I will suggest that you make a testcount that kinda does both. But you can do so in many ways, e.g. by giving it "extra arguments", or by giving it "extra return values". I will demonstrate both, just to show that sometimes one is better than the other and experience will tell you which.
Here is a val testcount1 : 'a lenlist -> bool * int function:
fun testcount1 Nil = (true, 0)
| testcount1 (Cons (n, x, xs)) =
let val (good_so_far, m) = testcount1 xs
val still_good = good_so_far andalso n = m + 1
in (still_good, m + 1)
end
val goodList = Cons (4, #"c", Cons (3, #"o", Cons (2, #"o", Cons (1, #"l", Nil))))
val badList = Cons (3, #"d", Cons (2, #"e", Cons (1, #"r", Cons (0, #"p", Nil))))
Testing this,
- testcount1 goodList;
> val it = (true, 4) : bool * int
- testcount1 badList;
> val it = (false, 4) : bool * int
This shows that testcount1 returns whether the numbers add up and the list's actual length, which was necessary during recursion to test that the numbers add up in each step, but in the end is no longer necessary. You could wrap this testcount function up in a simpler test function that only cares about the bool:
fun test xs = #1 (testcount1 xs)
Here is another way to go about: There is something not so satisfying with the way testcount1 recurses. It keeps calculating the m + 1s even though it is able to determine that a list (e.g. at Cons (0, #"p", Nil)) is broken.
Here is an alternate val testcount2 : 'a lenlist * int -> bool that stores a number in an extra argument instead:
fun testcount2 (Nil, 0) = true
| testcount2 (Nil, _) = false
| testcount2 (Cons (n, x, xs), m) =
n = m andalso testcount2 (xs, m - 1)
This seems a lot neater to me: The function is tail-recursive, and it stops immediately when it senses that something is fishy. So it doesn't need to traverse the entire list if it's broken at the head. The downside is that it needs to know the length, which we don't know yet. But we can compensate by assuming that whatever is advertised is correct until it's clearly the case, or not.
Testing this function, you need to not only give it a goodList or a badList but also an m:
- testcount2 (goodList, 4);
> val it = true : bool
- testcount2 (badList, 4);
> val it = false : bool
- testcount2 (badList, 3);
> val it = false : bool
It's important that this function doesn't just compare n = m, since in badList, that'd result in agreeing that badList is 3 elements long, since n = m is true for each iteration in all Cons cases. This is helped in the two Nil cases that require us to have reached 0 and not e.g. ~1 as is the case for badList.
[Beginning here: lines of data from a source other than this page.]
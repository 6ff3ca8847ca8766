use std::collections::{BTreeMap, BTreeSet};
use std::path::{Path, PathBuf};
use std::time::Duration;

use serde::{Deserialize, Serialize};
use thiserror::Error;

use crate::model::{ClusterPair, ClusterRole, ServiceConfig, ServiceLabel, ServiceTarget};

/// Replaced with the cluster name in the login command template.
pub const CLUSTER_PLACEHOLDER: &str = "{cluster}";
/// Replaced with the role's context name in proxy arguments.
pub const CONTEXT_PLACEHOLDER: &str = "{context}";

const CONFIG_ENV: &str = "TUNNELKEEPER_CONFIG";
const CONFIG_NAMES: [&str; 4] = [
    "tunnelkeeper.yaml",
    "tunnelkeeper.yml",
    ".tunnelkeeper.yaml",
    ".tunnelkeeper.yml",
];

/// Cluster addressing
#[derive(Clone, Debug, Default, Deserialize, Serialize)]
pub struct ClusterSettings {
    /// Context name = prefix + cluster name
    #[serde(default)]
    pub context_prefix: String,

    /// Primary cluster to connect to at startup
    #[serde(default)]
    pub primary: Option<String>,

    /// Nested cluster within the primary
    #[serde(default)]
    pub secondary: Option<String>,
}

impl ClusterSettings {
    pub fn context_for(&self, cluster: &str) -> String {
        format!("{}{}", self.context_prefix, cluster)
    }

    /// Strips the context prefix, returning the cluster name a context addresses.
    pub fn cluster_for<'a>(&self, context: &'a str) -> Option<&'a str> {
        context
            .strip_prefix(self.context_prefix.as_str())
            .filter(|c| !c.is_empty())
    }

    pub fn initial_pair(&self) -> Option<ClusterPair> {
        self.primary
            .as_deref()
            .map(str::trim)
            .filter(|p| !p.is_empty())
            .map(|p| ClusterPair::new(p, self.secondary.clone()))
    }
}

/// External tools the collaborators shell out to
#[derive(Clone, Debug, Deserialize, Serialize)]
pub struct ToolSettings {
    /// Login command; `{cluster}` is replaced with the cluster name
    #[serde(default = "default_login")]
    pub login: Vec<String>,

    #[serde(default = "default_kubectl")]
    pub kubectl: String,
}

impl Default for ToolSettings {
    fn default() -> Self {
        Self {
            login: default_login(),
            kubectl: default_kubectl(),
        }
    }
}

fn default_login() -> Vec<String> {
    vec![
        "tsh".into(),
        "kube".into(),
        "login".into(),
        CLUSTER_PLACEHOLDER.into(),
    ]
}
fn default_kubectl() -> String {
    "kubectl".into()
}

#[derive(Clone, Debug, Deserialize, Serialize)]
pub struct Timings {
    #[serde(default = "default_health_interval")]
    pub health_interval_secs: u64,
    #[serde(default = "default_recovery_backoff")]
    pub recovery_backoff_ms: u64,
    #[serde(default = "default_login_timeout")]
    pub login_timeout_secs: u64,
    #[serde(default = "default_switch_timeout")]
    pub switch_timeout_secs: u64,
    #[serde(default = "default_health_timeout")]
    pub health_timeout_secs: u64,
    #[serde(default = "default_status_message")]
    pub status_message_secs: u64,
    #[serde(default = "default_shutdown_grace")]
    pub shutdown_grace_ms: u64,
}

impl Default for Timings {
    fn default() -> Self {
        Self {
            health_interval_secs: default_health_interval(),
            recovery_backoff_ms: default_recovery_backoff(),
            login_timeout_secs: default_login_timeout(),
            switch_timeout_secs: default_switch_timeout(),
            health_timeout_secs: default_health_timeout(),
            status_message_secs: default_status_message(),
            shutdown_grace_ms: default_shutdown_grace(),
        }
    }
}

impl Timings {
    pub fn health_interval(&self) -> Duration {
        Duration::from_secs(self.health_interval_secs)
    }
    pub fn recovery_backoff(&self) -> Duration {
        Duration::from_millis(self.recovery_backoff_ms)
    }
    pub fn login_timeout(&self) -> Duration {
        Duration::from_secs(self.login_timeout_secs)
    }
    pub fn switch_timeout(&self) -> Duration {
        Duration::from_secs(self.switch_timeout_secs)
    }
    pub fn health_timeout(&self) -> Duration {
        Duration::from_secs(self.health_timeout_secs)
    }
    pub fn status_message(&self) -> Duration {
        Duration::from_secs(self.status_message_secs)
    }
    pub fn shutdown_grace(&self) -> Duration {
        Duration::from_millis(self.shutdown_grace_ms)
    }
}

fn default_health_interval() -> u64 {
    30
}
fn default_recovery_backoff() -> u64 {
    3000
}
fn default_login_timeout() -> u64 {
    120
}
fn default_switch_timeout() -> u64 {
    15
}
fn default_health_timeout() -> u64 {
    10
}
fn default_status_message() -> u64 {
    5
}
fn default_shutdown_grace() -> u64 {
    1500
}

#[derive(Clone, Debug, Deserialize, Serialize)]
pub struct Limits {
    #[serde(default = "default_activity_log")]
    pub activity_log: usize,
    #[serde(default = "default_output_lines")]
    pub output_lines: usize,
    #[serde(default = "default_max_auto_restarts")]
    pub max_auto_restarts: u32,
}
This function can also be wrapped inside test to hide the fact that we feed it an extra argument derived from the 'a lenlist itself:
fun size Nil = 0
| size (Cons (n, _, _)) = n
fun test xs = testcount2 (xs, size xs)
Some morals so far:
Sometimes it is necessary to create helper functions to solve your initial problem.
Those helper functions are not restricted to have the same type signature as the function you deliver (whether this is for an exercise in school, or for an external API/library).
Sometimes it helps to extend the type that your function returns.
Sometimes it helps to extend the arguments of your functions.
Just because your task is "Write a function foo -> bar", this does not mean that you cannot create this by composing functions that return a great deal more or less than foo or bar.
Now, for some hints for solving this on binary trees:
Repeating the data type,
datatype 'a bin_tree =
Leaf of 'a
| Node of 'a bin_tree (* left tree *)
* int (* size of left tree *)
* int (* size of right tree *)
* 'a bin_tree (* right tree *)
You can start by constructing a skeleton for your function based on the ideas above:
fun testcount3 (Leaf x, ...) = ...
| testcount3 (Leaf x, ...) = ...
| testcount3 (Node (left, leftC, rightC, right), ...) = ...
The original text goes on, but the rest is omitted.